TO DO: What lines below include the string "chrono"? Pick them out and copy them.
====== PROVIDED DATA
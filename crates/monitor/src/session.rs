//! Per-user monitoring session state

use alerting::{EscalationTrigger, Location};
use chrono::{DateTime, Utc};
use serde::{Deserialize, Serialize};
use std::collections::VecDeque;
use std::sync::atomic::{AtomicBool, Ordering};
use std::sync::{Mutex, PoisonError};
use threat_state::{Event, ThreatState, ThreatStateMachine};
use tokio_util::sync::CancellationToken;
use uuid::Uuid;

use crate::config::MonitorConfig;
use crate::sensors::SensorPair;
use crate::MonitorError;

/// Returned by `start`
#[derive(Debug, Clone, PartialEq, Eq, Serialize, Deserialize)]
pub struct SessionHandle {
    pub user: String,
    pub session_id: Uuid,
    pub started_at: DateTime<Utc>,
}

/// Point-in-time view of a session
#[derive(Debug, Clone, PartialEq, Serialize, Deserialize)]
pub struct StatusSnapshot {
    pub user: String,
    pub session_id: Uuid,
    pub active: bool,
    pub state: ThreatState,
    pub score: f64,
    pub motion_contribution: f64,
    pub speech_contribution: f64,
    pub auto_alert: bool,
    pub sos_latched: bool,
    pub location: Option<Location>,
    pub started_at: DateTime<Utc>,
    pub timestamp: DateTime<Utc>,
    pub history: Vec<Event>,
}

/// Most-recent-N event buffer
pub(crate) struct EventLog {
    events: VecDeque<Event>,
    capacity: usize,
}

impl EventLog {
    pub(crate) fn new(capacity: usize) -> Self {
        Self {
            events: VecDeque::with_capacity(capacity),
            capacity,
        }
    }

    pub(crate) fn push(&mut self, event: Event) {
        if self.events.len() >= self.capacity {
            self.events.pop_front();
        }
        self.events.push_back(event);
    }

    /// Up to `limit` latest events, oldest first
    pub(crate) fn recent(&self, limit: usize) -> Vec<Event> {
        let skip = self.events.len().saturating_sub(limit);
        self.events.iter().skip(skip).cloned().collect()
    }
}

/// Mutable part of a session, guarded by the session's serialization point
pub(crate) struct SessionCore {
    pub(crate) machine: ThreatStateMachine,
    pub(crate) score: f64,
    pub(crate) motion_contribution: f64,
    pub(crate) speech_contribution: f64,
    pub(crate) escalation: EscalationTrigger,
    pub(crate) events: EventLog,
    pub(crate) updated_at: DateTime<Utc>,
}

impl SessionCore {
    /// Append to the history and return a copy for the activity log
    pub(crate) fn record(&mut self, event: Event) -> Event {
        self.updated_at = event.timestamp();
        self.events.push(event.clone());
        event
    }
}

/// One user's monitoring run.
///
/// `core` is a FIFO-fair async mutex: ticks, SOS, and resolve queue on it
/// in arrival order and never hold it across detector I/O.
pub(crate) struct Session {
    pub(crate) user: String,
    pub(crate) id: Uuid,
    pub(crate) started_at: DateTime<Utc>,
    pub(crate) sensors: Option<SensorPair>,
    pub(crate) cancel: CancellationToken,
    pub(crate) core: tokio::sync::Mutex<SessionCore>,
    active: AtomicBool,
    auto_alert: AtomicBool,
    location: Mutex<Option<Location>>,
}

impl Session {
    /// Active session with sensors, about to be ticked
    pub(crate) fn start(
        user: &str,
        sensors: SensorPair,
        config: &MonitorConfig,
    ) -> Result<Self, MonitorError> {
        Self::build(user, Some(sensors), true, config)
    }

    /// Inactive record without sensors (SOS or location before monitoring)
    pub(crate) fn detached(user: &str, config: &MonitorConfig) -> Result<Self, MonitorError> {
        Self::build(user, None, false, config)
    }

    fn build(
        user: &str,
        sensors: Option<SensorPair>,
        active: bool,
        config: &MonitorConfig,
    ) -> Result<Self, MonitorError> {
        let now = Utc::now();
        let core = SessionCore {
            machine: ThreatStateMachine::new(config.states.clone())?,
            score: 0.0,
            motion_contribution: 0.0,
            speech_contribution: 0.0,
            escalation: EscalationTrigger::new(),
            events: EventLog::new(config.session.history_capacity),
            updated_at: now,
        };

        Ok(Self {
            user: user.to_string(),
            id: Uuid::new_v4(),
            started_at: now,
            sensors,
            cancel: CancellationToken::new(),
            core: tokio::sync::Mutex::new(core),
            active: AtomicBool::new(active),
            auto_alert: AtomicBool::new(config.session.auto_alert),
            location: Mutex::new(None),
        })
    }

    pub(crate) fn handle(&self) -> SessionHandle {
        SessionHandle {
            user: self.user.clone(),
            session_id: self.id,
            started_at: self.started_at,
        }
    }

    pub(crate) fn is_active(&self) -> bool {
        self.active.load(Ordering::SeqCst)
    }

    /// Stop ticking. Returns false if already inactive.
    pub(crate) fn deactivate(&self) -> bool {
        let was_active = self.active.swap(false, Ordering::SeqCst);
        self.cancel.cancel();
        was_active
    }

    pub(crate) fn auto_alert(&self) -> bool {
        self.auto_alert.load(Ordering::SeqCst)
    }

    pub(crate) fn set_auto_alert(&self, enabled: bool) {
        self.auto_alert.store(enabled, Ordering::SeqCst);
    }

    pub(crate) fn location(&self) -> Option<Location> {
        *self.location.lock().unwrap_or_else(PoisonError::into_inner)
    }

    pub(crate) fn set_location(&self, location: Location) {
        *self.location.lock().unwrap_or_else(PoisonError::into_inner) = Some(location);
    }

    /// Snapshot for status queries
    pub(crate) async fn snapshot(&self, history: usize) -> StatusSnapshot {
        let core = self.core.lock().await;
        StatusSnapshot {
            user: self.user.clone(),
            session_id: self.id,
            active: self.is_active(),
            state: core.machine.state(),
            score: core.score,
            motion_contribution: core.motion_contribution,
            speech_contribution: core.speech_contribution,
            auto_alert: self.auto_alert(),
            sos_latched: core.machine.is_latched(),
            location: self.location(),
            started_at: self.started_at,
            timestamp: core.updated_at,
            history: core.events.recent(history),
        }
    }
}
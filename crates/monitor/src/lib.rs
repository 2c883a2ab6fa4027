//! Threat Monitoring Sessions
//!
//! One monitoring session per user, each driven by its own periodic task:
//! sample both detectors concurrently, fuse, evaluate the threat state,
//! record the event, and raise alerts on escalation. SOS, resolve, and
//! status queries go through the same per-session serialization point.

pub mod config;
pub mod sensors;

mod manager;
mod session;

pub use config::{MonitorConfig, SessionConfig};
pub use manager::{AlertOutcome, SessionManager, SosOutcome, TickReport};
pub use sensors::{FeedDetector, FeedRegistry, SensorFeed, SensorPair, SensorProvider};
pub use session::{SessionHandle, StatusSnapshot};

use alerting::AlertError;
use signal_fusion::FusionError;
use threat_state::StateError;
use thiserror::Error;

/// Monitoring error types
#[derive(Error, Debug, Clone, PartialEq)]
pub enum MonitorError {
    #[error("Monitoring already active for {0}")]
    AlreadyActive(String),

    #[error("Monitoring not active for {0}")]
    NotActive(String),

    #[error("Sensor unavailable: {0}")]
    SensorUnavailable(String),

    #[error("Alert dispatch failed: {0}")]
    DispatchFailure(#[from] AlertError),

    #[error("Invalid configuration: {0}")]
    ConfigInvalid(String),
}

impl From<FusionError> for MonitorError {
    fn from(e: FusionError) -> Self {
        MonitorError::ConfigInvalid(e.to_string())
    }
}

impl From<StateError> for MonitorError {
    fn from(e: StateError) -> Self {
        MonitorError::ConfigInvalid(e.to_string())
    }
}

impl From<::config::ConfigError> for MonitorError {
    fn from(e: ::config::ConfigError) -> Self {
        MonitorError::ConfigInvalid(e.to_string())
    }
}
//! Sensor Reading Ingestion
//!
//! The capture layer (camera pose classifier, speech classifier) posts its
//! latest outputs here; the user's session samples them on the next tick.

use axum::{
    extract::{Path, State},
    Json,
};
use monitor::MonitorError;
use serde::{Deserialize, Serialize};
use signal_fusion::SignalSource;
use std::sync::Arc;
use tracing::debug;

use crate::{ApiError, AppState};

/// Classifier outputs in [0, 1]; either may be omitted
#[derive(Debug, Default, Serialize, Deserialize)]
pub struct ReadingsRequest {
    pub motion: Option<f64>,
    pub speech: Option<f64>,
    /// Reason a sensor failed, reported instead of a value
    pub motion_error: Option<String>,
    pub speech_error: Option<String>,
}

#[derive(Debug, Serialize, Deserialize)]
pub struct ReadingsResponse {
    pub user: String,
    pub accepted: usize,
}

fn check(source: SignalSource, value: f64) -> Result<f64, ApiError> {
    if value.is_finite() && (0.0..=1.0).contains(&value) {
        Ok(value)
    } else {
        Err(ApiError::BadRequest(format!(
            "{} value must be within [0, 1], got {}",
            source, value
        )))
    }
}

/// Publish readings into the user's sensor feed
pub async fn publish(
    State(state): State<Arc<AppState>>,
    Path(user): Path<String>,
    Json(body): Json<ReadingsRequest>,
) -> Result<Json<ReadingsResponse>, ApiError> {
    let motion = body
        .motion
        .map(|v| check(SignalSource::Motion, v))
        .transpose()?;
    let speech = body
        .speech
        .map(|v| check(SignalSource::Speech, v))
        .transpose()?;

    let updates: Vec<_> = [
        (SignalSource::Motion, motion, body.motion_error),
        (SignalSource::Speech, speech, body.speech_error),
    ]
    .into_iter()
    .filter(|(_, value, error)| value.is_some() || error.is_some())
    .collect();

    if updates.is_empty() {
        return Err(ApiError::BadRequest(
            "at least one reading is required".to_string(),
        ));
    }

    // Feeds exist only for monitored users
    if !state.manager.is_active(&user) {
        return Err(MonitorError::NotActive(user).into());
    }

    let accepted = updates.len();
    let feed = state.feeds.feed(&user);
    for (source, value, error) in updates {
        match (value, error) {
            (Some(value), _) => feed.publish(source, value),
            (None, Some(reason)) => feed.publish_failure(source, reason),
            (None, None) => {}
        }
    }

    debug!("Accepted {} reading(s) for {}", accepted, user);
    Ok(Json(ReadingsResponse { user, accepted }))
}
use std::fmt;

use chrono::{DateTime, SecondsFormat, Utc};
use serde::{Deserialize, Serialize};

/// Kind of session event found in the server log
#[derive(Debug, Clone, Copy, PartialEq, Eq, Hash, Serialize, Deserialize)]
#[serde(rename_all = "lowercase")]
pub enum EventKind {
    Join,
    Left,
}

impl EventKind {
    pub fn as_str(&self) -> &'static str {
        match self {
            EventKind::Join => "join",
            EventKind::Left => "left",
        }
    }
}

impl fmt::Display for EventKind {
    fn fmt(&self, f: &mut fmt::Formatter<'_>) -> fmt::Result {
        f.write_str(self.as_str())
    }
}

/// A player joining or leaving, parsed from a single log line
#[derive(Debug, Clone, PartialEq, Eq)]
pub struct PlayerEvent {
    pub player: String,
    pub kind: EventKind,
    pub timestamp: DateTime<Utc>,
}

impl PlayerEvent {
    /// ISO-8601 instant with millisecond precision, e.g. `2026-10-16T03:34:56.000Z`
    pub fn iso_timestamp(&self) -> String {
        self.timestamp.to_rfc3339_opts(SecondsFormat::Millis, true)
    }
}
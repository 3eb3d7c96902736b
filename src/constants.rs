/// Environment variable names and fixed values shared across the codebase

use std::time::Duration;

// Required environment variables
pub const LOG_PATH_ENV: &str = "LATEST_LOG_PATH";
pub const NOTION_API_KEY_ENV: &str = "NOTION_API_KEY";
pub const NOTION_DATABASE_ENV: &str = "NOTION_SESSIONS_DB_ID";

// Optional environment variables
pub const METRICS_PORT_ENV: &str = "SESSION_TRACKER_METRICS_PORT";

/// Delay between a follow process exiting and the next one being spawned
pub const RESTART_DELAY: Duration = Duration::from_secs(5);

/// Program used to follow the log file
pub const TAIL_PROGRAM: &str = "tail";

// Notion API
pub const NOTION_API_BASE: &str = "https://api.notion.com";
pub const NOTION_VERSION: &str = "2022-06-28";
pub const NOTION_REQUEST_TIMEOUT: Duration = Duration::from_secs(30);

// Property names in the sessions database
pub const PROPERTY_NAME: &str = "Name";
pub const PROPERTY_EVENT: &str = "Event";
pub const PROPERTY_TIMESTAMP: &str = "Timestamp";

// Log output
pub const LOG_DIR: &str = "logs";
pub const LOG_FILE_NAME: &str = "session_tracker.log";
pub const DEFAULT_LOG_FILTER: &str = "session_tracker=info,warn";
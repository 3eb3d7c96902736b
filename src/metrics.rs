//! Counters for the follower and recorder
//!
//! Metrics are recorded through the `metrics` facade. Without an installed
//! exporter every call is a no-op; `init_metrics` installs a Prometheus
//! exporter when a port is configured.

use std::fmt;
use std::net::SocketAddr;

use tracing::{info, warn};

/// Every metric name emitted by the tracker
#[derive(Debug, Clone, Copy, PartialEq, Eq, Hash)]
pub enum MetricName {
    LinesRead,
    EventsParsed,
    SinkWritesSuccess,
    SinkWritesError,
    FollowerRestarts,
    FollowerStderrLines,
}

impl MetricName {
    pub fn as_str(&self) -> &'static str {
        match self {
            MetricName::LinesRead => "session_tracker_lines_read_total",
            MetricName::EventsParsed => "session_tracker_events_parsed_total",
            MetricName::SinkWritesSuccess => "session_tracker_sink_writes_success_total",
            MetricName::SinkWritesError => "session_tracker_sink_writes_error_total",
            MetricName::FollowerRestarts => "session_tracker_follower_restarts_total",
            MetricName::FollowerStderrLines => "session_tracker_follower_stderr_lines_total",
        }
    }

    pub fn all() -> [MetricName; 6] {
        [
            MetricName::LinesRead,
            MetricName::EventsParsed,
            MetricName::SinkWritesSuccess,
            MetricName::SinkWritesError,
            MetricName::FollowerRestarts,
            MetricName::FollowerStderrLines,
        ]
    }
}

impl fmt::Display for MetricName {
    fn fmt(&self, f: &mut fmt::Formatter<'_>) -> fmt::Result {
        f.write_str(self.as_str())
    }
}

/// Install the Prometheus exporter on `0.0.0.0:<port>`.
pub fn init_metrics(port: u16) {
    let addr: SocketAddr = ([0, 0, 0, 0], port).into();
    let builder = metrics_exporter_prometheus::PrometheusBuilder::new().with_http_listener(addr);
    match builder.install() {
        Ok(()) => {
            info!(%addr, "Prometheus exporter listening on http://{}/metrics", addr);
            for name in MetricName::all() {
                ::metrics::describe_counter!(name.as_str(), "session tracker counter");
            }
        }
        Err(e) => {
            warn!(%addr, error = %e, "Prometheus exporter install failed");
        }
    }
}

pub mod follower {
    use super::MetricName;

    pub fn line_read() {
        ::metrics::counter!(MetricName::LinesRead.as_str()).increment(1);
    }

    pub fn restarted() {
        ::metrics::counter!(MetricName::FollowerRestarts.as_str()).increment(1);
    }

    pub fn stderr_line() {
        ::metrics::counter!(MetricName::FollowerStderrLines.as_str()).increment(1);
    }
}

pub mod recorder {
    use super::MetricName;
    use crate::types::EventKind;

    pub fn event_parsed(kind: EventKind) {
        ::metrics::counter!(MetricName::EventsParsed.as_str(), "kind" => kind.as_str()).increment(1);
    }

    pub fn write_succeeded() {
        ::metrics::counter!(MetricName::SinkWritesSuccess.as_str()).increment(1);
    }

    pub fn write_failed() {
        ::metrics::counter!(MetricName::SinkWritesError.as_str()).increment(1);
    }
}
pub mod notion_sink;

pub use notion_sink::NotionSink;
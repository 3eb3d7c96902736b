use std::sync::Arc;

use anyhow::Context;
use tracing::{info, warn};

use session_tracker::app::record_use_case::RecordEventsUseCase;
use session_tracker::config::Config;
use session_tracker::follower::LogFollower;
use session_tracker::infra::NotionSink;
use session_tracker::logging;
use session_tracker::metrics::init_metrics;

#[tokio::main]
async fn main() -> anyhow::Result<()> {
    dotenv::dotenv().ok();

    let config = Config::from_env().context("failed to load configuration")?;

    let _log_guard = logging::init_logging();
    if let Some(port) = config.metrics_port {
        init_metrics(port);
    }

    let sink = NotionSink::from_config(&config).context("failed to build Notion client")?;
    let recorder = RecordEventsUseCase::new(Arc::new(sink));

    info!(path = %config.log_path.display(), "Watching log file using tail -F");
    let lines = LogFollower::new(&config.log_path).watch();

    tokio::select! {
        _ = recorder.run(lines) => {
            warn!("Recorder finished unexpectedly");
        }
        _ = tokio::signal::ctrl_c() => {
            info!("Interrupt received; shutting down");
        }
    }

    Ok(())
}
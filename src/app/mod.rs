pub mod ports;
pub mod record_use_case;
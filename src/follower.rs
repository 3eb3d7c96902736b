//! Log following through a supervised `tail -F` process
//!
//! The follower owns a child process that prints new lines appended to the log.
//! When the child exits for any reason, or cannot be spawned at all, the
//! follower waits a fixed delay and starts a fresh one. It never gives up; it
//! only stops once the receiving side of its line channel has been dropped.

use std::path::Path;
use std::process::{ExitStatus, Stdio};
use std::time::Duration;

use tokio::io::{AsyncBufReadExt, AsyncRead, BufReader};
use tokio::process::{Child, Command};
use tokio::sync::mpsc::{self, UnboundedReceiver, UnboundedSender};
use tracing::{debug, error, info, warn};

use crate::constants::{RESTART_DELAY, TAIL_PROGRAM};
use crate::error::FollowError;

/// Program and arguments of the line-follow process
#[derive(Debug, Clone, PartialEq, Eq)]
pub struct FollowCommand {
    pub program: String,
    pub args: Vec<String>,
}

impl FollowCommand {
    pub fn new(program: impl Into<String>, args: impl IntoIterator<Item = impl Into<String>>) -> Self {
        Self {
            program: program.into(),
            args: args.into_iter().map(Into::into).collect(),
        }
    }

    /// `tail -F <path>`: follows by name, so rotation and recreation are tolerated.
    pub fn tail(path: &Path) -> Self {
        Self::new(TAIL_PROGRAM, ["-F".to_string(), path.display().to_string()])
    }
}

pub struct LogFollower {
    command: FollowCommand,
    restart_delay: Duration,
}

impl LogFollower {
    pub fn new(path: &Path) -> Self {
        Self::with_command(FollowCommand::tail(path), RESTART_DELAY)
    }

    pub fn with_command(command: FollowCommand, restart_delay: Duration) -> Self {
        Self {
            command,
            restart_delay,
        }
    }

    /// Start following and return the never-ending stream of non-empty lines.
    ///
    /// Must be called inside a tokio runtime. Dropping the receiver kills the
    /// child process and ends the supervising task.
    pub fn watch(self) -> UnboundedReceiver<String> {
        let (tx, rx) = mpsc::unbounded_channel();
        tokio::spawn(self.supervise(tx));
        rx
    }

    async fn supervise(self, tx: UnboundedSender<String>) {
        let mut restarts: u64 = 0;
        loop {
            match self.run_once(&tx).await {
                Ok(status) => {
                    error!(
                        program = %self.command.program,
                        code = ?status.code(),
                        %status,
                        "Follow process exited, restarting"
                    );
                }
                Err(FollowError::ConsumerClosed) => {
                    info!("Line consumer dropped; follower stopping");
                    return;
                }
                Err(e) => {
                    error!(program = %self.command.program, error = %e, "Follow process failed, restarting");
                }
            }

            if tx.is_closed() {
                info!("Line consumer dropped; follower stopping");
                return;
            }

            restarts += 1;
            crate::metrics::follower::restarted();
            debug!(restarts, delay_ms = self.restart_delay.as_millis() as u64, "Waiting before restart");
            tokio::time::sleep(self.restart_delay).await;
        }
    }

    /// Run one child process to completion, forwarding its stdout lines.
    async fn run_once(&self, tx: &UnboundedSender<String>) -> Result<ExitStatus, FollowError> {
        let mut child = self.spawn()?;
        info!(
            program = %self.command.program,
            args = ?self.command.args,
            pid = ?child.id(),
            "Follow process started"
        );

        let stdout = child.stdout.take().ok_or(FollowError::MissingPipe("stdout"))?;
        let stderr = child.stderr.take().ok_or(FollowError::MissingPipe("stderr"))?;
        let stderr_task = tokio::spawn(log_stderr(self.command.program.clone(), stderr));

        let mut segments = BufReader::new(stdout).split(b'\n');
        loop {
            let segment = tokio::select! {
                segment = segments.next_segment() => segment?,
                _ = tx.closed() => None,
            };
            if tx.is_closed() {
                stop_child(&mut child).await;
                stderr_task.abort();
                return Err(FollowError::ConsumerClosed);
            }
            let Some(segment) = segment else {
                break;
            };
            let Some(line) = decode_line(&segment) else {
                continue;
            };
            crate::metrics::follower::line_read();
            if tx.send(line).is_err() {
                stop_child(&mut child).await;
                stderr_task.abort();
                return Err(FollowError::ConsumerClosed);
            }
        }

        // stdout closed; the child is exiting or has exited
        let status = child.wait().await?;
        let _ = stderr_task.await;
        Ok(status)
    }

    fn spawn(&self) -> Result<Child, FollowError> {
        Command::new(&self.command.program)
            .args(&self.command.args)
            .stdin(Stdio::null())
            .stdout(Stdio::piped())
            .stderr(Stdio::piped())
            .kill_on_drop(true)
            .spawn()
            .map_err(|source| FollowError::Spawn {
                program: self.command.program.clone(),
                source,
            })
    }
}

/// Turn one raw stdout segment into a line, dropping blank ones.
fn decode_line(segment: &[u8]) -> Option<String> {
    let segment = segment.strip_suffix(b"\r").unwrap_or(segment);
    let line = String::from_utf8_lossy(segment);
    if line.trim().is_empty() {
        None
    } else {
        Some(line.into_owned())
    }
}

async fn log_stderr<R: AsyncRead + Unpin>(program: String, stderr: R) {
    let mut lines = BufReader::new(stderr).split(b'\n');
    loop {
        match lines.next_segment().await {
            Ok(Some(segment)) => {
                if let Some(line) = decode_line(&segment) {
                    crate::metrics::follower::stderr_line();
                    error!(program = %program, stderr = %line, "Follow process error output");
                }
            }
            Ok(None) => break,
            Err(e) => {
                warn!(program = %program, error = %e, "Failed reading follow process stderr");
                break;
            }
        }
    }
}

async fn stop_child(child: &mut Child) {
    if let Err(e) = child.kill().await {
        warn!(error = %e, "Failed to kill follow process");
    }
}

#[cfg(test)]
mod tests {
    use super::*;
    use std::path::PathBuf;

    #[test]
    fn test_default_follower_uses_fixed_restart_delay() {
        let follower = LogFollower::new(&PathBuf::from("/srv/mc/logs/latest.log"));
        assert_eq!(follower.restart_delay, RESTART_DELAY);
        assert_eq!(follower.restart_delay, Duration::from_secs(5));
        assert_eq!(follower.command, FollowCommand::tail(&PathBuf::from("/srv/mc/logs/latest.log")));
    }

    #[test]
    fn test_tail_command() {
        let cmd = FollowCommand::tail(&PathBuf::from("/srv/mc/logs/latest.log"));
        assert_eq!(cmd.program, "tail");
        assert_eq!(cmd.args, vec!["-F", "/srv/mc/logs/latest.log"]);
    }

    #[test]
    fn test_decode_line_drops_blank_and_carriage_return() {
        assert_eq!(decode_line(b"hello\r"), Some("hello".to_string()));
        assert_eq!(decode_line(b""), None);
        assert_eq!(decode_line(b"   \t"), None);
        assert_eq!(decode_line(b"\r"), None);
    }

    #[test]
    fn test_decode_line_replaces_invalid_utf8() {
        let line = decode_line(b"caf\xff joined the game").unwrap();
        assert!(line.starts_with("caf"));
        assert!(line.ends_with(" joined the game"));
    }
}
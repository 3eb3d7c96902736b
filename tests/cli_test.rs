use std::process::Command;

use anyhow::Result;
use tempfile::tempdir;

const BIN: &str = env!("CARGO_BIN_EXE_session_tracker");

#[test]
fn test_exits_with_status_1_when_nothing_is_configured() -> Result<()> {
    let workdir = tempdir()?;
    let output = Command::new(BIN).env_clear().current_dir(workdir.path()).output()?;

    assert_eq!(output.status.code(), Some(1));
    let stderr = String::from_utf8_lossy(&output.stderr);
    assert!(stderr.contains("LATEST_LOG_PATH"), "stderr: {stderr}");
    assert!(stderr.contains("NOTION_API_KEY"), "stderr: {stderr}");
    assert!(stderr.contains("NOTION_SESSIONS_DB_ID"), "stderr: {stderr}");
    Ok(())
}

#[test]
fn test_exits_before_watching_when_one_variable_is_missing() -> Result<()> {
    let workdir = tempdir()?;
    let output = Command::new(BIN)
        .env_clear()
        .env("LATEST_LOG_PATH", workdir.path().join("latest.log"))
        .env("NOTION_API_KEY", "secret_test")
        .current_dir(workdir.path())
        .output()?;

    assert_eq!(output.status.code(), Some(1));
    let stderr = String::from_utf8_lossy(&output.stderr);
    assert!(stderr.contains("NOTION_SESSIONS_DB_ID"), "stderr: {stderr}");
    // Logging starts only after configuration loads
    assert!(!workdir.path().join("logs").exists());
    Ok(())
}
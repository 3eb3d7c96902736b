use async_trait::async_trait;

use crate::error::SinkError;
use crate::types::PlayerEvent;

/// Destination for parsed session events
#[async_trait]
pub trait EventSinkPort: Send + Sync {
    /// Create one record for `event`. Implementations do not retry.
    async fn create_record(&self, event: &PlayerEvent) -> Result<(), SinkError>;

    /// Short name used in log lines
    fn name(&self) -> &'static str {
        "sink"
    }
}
============
TASK OUTPUT:
use chrono::{DateTime, Utc};
use chrono::{DateTime, SecondsFormat, Utc};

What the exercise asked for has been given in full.